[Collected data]
========
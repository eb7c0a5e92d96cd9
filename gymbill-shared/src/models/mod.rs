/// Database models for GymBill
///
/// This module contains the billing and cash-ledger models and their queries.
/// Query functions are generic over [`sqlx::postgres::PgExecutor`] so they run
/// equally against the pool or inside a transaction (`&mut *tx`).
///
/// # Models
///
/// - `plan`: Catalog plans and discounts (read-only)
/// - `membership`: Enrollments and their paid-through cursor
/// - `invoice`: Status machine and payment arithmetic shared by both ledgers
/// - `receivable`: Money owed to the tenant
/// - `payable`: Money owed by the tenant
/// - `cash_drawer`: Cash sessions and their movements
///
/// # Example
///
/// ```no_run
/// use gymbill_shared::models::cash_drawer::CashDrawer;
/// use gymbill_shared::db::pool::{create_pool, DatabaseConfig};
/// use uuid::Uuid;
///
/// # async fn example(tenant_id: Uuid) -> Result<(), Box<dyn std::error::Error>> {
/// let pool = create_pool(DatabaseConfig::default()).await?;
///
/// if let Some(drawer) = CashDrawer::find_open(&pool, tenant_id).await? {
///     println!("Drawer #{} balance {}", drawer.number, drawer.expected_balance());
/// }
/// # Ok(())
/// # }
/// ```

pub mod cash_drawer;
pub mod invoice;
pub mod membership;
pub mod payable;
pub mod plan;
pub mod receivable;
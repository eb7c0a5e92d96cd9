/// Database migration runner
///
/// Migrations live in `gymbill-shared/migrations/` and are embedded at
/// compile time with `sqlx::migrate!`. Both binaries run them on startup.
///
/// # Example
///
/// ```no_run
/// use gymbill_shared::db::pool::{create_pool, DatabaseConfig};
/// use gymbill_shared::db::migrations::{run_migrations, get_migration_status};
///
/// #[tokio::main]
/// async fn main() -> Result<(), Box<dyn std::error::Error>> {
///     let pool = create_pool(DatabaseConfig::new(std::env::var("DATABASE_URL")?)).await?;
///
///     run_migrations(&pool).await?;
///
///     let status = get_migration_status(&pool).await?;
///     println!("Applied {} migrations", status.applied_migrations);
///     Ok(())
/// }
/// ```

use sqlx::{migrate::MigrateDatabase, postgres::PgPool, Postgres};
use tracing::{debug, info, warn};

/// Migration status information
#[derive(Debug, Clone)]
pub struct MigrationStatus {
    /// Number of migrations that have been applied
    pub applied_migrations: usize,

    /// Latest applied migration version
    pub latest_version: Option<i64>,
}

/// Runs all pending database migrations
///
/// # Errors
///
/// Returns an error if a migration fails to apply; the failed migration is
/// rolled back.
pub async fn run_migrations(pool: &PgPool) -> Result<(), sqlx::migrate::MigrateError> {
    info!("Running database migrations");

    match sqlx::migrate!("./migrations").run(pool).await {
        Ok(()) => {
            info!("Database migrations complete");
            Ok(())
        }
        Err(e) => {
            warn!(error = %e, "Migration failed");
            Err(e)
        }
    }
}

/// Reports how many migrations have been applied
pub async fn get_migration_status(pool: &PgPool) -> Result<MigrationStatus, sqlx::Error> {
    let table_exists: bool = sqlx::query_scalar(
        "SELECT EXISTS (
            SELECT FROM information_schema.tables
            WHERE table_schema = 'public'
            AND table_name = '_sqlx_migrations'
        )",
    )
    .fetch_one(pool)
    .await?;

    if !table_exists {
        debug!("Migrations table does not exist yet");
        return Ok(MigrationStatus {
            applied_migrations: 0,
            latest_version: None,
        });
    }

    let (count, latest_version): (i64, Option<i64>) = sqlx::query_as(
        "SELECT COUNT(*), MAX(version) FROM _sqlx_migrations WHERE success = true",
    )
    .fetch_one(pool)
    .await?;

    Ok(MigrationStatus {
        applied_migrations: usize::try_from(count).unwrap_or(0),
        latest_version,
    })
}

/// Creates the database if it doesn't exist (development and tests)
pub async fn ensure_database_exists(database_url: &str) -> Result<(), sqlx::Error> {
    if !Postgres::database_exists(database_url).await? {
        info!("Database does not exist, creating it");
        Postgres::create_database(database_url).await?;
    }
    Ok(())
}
========
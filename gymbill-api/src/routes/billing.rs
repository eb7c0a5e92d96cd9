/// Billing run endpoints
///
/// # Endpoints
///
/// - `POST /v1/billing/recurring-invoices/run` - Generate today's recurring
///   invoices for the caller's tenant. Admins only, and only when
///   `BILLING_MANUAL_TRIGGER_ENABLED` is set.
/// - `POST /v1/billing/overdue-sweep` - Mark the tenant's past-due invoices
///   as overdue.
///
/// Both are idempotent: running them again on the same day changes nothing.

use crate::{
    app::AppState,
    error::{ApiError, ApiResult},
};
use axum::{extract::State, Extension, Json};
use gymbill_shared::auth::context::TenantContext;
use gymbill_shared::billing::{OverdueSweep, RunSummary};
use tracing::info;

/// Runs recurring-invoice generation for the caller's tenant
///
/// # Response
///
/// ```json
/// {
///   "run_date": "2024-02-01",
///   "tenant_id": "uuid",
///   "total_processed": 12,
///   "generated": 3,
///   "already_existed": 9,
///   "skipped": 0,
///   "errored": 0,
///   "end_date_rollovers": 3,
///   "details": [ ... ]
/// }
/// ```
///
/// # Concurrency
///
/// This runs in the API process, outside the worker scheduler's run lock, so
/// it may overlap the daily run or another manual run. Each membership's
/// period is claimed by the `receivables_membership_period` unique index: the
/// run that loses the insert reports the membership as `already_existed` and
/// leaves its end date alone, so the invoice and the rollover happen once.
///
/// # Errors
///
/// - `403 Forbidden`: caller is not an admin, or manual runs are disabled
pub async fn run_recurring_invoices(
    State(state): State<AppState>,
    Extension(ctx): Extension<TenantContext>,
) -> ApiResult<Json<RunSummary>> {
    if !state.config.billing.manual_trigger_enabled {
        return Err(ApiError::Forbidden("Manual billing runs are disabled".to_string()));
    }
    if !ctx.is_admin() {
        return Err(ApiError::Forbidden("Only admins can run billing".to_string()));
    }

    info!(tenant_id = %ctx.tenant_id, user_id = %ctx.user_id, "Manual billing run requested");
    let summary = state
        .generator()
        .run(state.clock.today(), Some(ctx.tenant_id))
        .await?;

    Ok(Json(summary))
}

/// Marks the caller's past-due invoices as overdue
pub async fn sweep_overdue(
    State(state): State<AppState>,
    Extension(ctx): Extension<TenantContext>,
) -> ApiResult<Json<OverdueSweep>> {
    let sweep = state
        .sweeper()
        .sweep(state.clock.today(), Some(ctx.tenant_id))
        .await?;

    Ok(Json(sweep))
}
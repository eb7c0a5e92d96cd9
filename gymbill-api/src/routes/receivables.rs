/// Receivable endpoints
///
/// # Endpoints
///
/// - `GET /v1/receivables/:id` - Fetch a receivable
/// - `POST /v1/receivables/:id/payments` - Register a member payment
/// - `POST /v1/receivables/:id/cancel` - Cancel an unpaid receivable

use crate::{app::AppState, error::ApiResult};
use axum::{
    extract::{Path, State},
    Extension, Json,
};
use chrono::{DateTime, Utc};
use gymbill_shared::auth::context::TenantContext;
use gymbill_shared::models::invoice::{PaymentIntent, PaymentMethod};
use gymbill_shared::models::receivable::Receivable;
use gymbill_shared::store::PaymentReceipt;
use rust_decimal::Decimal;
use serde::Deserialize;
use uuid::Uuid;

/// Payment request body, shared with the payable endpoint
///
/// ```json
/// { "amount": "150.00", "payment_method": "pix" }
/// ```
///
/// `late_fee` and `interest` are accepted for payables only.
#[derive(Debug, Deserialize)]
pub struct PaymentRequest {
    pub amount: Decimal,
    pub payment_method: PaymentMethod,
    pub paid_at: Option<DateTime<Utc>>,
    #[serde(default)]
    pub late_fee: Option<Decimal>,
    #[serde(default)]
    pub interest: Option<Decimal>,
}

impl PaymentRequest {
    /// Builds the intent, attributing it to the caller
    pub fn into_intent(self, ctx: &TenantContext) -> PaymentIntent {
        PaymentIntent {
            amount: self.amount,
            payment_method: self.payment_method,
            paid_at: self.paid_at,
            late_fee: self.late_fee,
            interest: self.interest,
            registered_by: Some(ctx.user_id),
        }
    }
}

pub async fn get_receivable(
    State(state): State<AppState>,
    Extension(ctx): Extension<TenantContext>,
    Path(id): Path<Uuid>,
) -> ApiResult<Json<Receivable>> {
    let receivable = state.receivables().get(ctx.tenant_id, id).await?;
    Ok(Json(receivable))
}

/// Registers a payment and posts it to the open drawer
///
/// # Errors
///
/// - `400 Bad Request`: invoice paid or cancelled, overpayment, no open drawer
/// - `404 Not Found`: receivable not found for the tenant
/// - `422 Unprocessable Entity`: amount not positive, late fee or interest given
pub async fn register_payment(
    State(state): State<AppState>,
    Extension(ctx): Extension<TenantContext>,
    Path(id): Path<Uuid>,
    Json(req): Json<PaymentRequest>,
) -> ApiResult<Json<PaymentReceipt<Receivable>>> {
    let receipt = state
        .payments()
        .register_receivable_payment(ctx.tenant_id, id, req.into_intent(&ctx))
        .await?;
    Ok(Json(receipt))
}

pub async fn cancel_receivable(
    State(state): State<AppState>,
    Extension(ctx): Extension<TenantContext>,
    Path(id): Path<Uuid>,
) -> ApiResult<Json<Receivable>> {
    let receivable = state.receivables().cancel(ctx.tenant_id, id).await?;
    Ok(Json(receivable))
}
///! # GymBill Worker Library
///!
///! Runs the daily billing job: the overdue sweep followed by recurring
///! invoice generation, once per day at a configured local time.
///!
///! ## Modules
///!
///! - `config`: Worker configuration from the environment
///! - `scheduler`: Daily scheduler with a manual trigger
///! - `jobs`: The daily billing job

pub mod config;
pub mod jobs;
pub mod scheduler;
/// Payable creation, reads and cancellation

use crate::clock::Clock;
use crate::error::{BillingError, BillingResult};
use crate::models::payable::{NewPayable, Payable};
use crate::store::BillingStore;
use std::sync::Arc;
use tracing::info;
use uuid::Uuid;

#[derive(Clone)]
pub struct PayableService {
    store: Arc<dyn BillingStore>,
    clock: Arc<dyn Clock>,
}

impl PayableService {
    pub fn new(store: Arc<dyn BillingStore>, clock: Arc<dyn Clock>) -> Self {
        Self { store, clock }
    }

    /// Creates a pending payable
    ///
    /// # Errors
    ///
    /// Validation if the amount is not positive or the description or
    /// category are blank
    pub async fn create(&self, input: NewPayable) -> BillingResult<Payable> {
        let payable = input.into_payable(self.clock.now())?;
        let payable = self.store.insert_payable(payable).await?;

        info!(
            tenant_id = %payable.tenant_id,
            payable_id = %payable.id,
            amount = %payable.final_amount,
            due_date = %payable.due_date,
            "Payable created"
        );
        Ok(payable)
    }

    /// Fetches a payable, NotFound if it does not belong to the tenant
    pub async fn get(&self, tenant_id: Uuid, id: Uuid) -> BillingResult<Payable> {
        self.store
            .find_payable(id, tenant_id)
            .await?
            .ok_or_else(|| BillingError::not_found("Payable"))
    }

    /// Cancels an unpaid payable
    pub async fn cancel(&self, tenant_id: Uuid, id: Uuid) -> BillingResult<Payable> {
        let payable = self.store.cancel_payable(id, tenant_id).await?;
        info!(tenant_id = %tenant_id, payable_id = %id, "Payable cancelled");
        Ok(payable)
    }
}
========
PROBLEM DESCRIPTION: Please return every line in the data that includes the string "their".

ANSWER TO THIS EXERCISE:
/// This module contains the billing and cash-ledger models and their queries.
/// - `membership`: Enrollments and their paid-through cursor
/// - `cash_drawer`: Cash sessions and their movements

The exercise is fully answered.